Transcriptome-wide association study in UK Biobank Europeans identifies associations with blood cell traits
Summary (3 min read)
Depression Genes and Networks (DGN).
- The DGN study was designed to collect samples of individuals with and without major depressive disorder, ages 21-60, from a survey research panel broadly representative of the United States population.
- 10 . Genotyping and RNA-sequencing procedures have been described previously.
- 10 For 922 European ancestry participants from the DGN study, the authors obtained both genotype data imputed to the TOPMed Freeze 8 reference panel and RNA-seq data.
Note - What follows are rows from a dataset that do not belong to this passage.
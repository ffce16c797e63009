//! Per-frame, per-node resource profiling
//!
//! Tracks every allocation and release a node performs during a frame,
//! aggregated over a rolling window (default 120 frames, about two seconds
//! at 60 Hz). Statistics can be exported as plain text or JSON.

use crate::foundation::time::Stopwatch;
use serde::Serialize;
use std::collections::VecDeque;
use std::fmt::Write as _;

/// Default rolling window length in frames
pub const DEFAULT_FRAME_HISTORY: usize = 120;

/// Where an allocation was placed
#[derive(Debug, Clone, Copy, PartialEq, Eq, Serialize)]
pub enum AllocationLocation {
    /// CPU stack
    Stack,
    /// CPU heap
    Heap,
    /// GPU device memory
    Device,
}

/// Per-node allocation statistics for a single frame
#[derive(Debug, Clone, Default, PartialEq, Serialize)]
pub struct NodeStats {
    /// Node instance id
    pub node_id: u32,
    /// Node instance name
    pub node_name: String,
    /// Count of stack allocations
    pub stack_allocations: u32,
    /// Count of heap allocations
    pub heap_allocations: u32,
    /// Count of device allocations
    pub device_allocations: u32,
    /// Bytes placed on the stack
    pub stack_bytes_used: u64,
    /// Bytes placed on the heap
    pub heap_bytes_used: u64,
    /// Bytes placed in device memory
    pub device_bytes_used: u64,
    /// Allocations served from aliased memory
    pub aliased_allocations: u32,
    /// Bytes saved by aliasing
    pub bytes_saved_via_aliasing: u64,
    /// Count of releases
    pub releases: u32,
    /// Bytes released
    pub released_bytes: u64,
}

impl NodeStats {
    /// Total bytes across all locations
    pub fn total_bytes(&self) -> u64 {
        self.stack_bytes_used + self.heap_bytes_used + self.device_bytes_used
    }

    /// Total allocation count across all locations
    pub fn total_allocations(&self) -> u32 {
        self.stack_allocations + self.heap_allocations + self.device_allocations
    }

    /// Percentage of device bytes served from aliased memory
    pub fn aliasing_efficiency(&self) -> f32 {
        if self.device_bytes_used > 0 {
            100.0 * self.bytes_saved_via_aliasing as f32
                / (self.device_bytes_used + self.bytes_saved_via_aliasing) as f32
        } else {
            0.0
        }
    }

    fn absorb_allocation(&mut self, location: AllocationLocation, bytes: u64, was_aliased: bool) {
        match location {
            AllocationLocation::Stack => {
                self.stack_allocations += 1;
                self.stack_bytes_used += bytes;
            }
            AllocationLocation::Heap => {
                self.heap_allocations += 1;
                self.heap_bytes_used += bytes;
            }
            AllocationLocation::Device => {
                self.device_allocations += 1;
                self.device_bytes_used += bytes;
            }
        }
        if was_aliased {
            self.aliased_allocations += 1;
            self.bytes_saved_via_aliasing += bytes;
        }
    }
}

/// Aggregated statistics for one frame
#[derive(Debug, Clone, Default, Serialize)]
pub struct FrameStats {
    /// Frame number being described
    pub frame_number: u64,
    /// Totals across all nodes
    pub totals: NodeStats,
    /// Per-node breakdown, in first-allocation order
    pub node_stats: Vec<NodeStats>,
    /// Wall-clock frame duration in milliseconds
    pub frame_duration_ms: f64,
    /// Peak concurrent stack bytes observed during the frame
    pub peak_stack_bytes: u64,
    /// Peak concurrent heap bytes observed during the frame
    pub peak_heap_bytes: u64,
    /// Peak concurrent device bytes observed during the frame
    pub peak_device_bytes: u64,
}

impl FrameStats {
    fn empty(frame_number: u64) -> Self {
        Self {
            frame_number,
            ..Self::default()
        }
    }

    fn node_entry(&mut self, node_id: u32, node_name: &str) -> &mut NodeStats {
        if let Some(index) = self
            .node_stats
            .iter()
            .position(|stats| stats.node_id == node_id)
        {
            return &mut self.node_stats[index];
        }
        self.node_stats.push(NodeStats {
            node_id,
            node_name: node_name.to_string(),
            ..NodeStats::default()
        });
        self.node_stats.last_mut().unwrap()
    }
}

/// Rolling-window resource profiler
pub struct ResourceProfiler {
    max_frame_history: usize,
    history: VecDeque<FrameStats>,
    current: Option<FrameStats>,
    frame_watch: Stopwatch,
    // Running concurrent byte counts, for peak tracking
    live_stack: u64,
    live_heap: u64,
    live_device: u64,
}

impl Default for ResourceProfiler {
    fn default() -> Self {
        Self::new(DEFAULT_FRAME_HISTORY)
    }
}

impl ResourceProfiler {
    /// Create a profiler keeping at most `max_frame_history` frames
    pub fn new(max_frame_history: usize) -> Self {
        Self {
            max_frame_history,
            history: VecDeque::new(),
            current: None,
            frame_watch: Stopwatch::new(),
            live_stack: 0,
            live_heap: 0,
            live_device: 0,
        }
    }

    /// Begin tracking a new frame
    pub fn begin_frame(&mut self, frame_number: u64) {
        self.current = Some(FrameStats::empty(frame_number));
        self.frame_watch.restart();
    }

    /// Finish the current frame and roll it into the history
    pub fn end_frame(&mut self) {
        let Some(mut frame) = self.current.take() else {
            return;
        };
        self.frame_watch.stop();
        frame.frame_duration_ms = self.frame_watch.elapsed_millis();
        self.history.push_back(frame);
        while self.history.len() > self.max_frame_history {
            self.history.pop_front();
        }
    }

    /// Record an allocation performed by a node
    pub fn record_allocation(
        &mut self,
        node_id: u32,
        node_name: &str,
        location: AllocationLocation,
        bytes: u64,
        was_aliased: bool,
    ) {
        match location {
            AllocationLocation::Stack => self.live_stack += bytes,
            AllocationLocation::Heap => self.live_heap += bytes,
            AllocationLocation::Device => {
                if !was_aliased {
                    self.live_device += bytes;
                }
            }
        }
        let (live_stack, live_heap, live_device) =
            (self.live_stack, self.live_heap, self.live_device);
        let Some(frame) = self.current.as_mut() else {
            return;
        };
        frame
            .node_entry(node_id, node_name)
            .absorb_allocation(location, bytes, was_aliased);
        frame.totals.absorb_allocation(location, bytes, was_aliased);
        frame.peak_stack_bytes = frame.peak_stack_bytes.max(live_stack);
        frame.peak_heap_bytes = frame.peak_heap_bytes.max(live_heap);
        frame.peak_device_bytes = frame.peak_device_bytes.max(live_device);
    }

    /// Record a release performed by a node
    pub fn record_release(&mut self, node_id: u32, node_name: &str, bytes: u64) {
        self.live_stack = self.live_stack.saturating_sub(bytes);
        let Some(frame) = self.current.as_mut() else {
            return;
        };
        let entry = frame.node_entry(node_id, node_name);
        entry.releases += 1;
        entry.released_bytes += bytes;
        frame.totals.releases += 1;
        frame.totals.released_bytes += bytes;
    }

    /// Frame number currently being recorded, if a frame is open
    pub fn current_frame(&self) -> Option<u64> {
        self.current.as_ref().map(|frame| frame.frame_number)
    }

    /// Statistics for a specific frame; missing frames yield empty stats
    pub fn get_frame_stats(&self, frame_number: u64) -> FrameStats {
        if let Some(frame) = self
            .current
            .as_ref()
            .filter(|frame| frame.frame_number == frame_number)
        {
            return frame.clone();
        }
        self.history
            .iter()
            .find(|frame| frame.frame_number == frame_number)
            .cloned()
            .unwrap_or_else(|| FrameStats::empty(frame_number))
    }

    /// Number of completed frames currently held
    pub fn history_len(&self) -> usize {
        self.history.len()
    }

    /// Rolling average frames per second over the history window
    pub fn average_fps(&self) -> f64 {
        let total_ms: f64 = self
            .history
            .iter()
            .map(|frame| frame.frame_duration_ms)
            .sum();
        if total_ms > 0.0 {
            self.history.len() as f64 / (total_ms / 1000.0)
        } else {
            0.0
        }
    }

    /// Render one frame's statistics as a text report
    pub fn export_text(&self, frame_number: u64) -> String {
        let frame = self.get_frame_stats(frame_number);
        let mut out = String::new();
        let _ = writeln!(out, "=== frame {} ===", frame.frame_number);
        let _ = writeln!(
            out,
            "duration {:.3} ms, peaks: stack {} B, heap {} B, device {} B",
            frame.frame_duration_ms,
            frame.peak_stack_bytes,
            frame.peak_heap_bytes,
            frame.peak_device_bytes
        );
        for node in &frame.node_stats {
            let _ = writeln!(
                out,
                "  {:<24} allocs {:>3} ({} stack / {} heap / {} device)  bytes {:>10}  aliased {} ({} B saved)",
                node.node_name,
                node.total_allocations(),
                node.stack_allocations,
                node.heap_allocations,
                node.device_allocations,
                node.total_bytes(),
                node.aliased_allocations,
                node.bytes_saved_via_aliasing,
            );
        }
        let _ = writeln!(
            out,
            "  totals: {} allocations, {} bytes",
            frame.totals.total_allocations(),
            frame.totals.total_bytes()
        );
        out
    }

    /// Render one frame's statistics as JSON
    pub fn export_json(&self, frame_number: u64) -> Result<String, serde_json::Error> {
        serde_json::to_string_pretty(&self.get_frame_stats(frame_number))
    }
}

#[cfg(test)]
mod tests {
    use super::*;

    #[test]
    fn test_per_node_and_total_accounting() {
        let mut profiler = ResourceProfiler::default();
        profiler.begin_frame(0);
        profiler.record_allocation(1, "producer", AllocationLocation::Device, 4096, false);
        profiler.record_allocation(1, "producer", AllocationLocation::Heap, 128, false);
        profiler.record_allocation(2, "consumer", AllocationLocation::Device, 2048, true);
        profiler.end_frame();

        let stats = profiler.get_frame_stats(0);
        assert_eq!(stats.node_stats.len(), 2);
        assert_eq!(stats.totals.device_bytes_used, 6144);
        assert_eq!(stats.totals.heap_bytes_used, 128);
        assert_eq!(stats.totals.aliased_allocations, 1);
        assert_eq!(stats.totals.bytes_saved_via_aliasing, 2048);

        let producer = &stats.node_stats[0];
        assert_eq!(producer.node_name, "producer");
        assert_eq!(producer.total_allocations(), 2);
    }

    #[test]
    fn test_missing_frames_yield_empty_stats() {
        let profiler = ResourceProfiler::default();
        let stats = profiler.get_frame_stats(99);

        assert_eq!(stats.frame_number, 99);
        assert!(stats.node_stats.is_empty());
        assert_eq!(stats.totals.total_bytes(), 0);
    }

    #[test]
    fn test_rolling_window_drops_oldest() {
        let mut profiler = ResourceProfiler::new(3);
        for frame in 0..5 {
            profiler.begin_frame(frame);
            profiler.record_allocation(1, "node", AllocationLocation::Heap, 1, false);
            profiler.end_frame();
        }

        assert_eq!(profiler.history_len(), 3);
        assert!(profiler.get_frame_stats(0).node_stats.is_empty());
        assert!(profiler.get_frame_stats(1).node_stats.is_empty());
        assert_eq!(profiler.get_frame_stats(4).node_stats.len(), 1);
    }

    #[test]
    fn test_aliased_device_allocations_do_not_raise_peak() {
        let mut profiler = ResourceProfiler::default();
        profiler.begin_frame(0);
        profiler.record_allocation(1, "a", AllocationLocation::Device, 1000, false);
        profiler.record_allocation(2, "b", AllocationLocation::Device, 800, true);
        profiler.end_frame();

        let stats = profiler.get_frame_stats(0);
        assert_eq!(stats.peak_device_bytes, 1000);
        assert_eq!(stats.totals.device_bytes_used, 1800);
    }

    #[test]
    fn test_export_json_contains_node_names() {
        let mut profiler = ResourceProfiler::default();
        profiler.begin_frame(7);
        profiler.record_allocation(1, "shadow_pass", AllocationLocation::Device, 64, false);
        profiler.end_frame();

        let json = profiler.export_json(7).unwrap();
        assert!(json.contains("shadow_pass"));
        assert!(json.contains("\"frame_number\": 7"));
    }
}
- 14, 15 For training gene expression prediction models, the authors included bi-allelic variants that are common and well-imputed (MAF > 0.05, Rsq > 0.8) in both DGN and in the UK Biobank.
- 10 As described previously, quantified gene expression values were normalized using the hidden covariates with prior (HCP) method 16 , correcting for technical and biological factors.
Million Veteran Program (MVP) Europeans
- The MVP is an observational cohort study and mega-biobank in the Department of Veteran Affairs healthcare system which began enrollment in 2011.
- After quality control largely following the guidelines established in Marees et al 2018, 308,778 individuals of European ancestry remained.
- The authors trained gene expression prediction models using an elastic net pipeline following the well-established PrediXcan methodology.
- In order to assess which marginally significant TWAS genes provide novel findings above and beyond the discoveries in GWAS of blood cell traits in Europeans, the authors tested the association between predicted gene expression and phenotype while conditioning on reported blood cell trait GWAS variants.
- The authors conducted two replication analyses in MVP Europeans to follow up on their results from the UKB TWAS: one for the marginal TWAS results and a second restricted to only conditionally significant genes.
TWAS variant-to-gene assignments.
- The authors assigned the distinct GWAS variants from Vuckovic et al. to putative target genes using their TWAS results.
- These 10 traits were chosen based on data availability for eQTLs in relevant cell types including platelets, CD4+, CD8+, CD14+, CD15+, and CD19+ cells.
- The authors compare the TWAS and coloc variant-to-gene assignments to the sets of potentially causal genes identified by Open Targets.
- CC-BY-NC-ND 4.0 International license available under a (which was not certified by peer review) is the author/funder, who has granted bioRxiv a license to display the preprint in perpetuity.
- The authors classified genes as cell type group-specific or shared via Shannon entropy across the five cell type groups.
Marginal TWAS Results.
- Using an elastic net-based pipeline, the authors trained gene expression prediction models using imputed genotypes and whole blood RNA-seq data from 922 European ancestry participants from the DGN cohort 10 .
- The 11,759 associations were grouped into 4,835 trait-specific TWAS loci (see Methods) with the most significant gene at each TWAS locus assigned as the sentinel TWAS gene, resulting in 1,792 unique sentinel genes.
- For the replication analysis, 15 out of the 29 UKB analyzed blood cell traits were available in MVP.
- 9,492 out of the 10,004 (94.8%) gene expression prediction models were comprised of variants that overlapped completely with variants available in MVP.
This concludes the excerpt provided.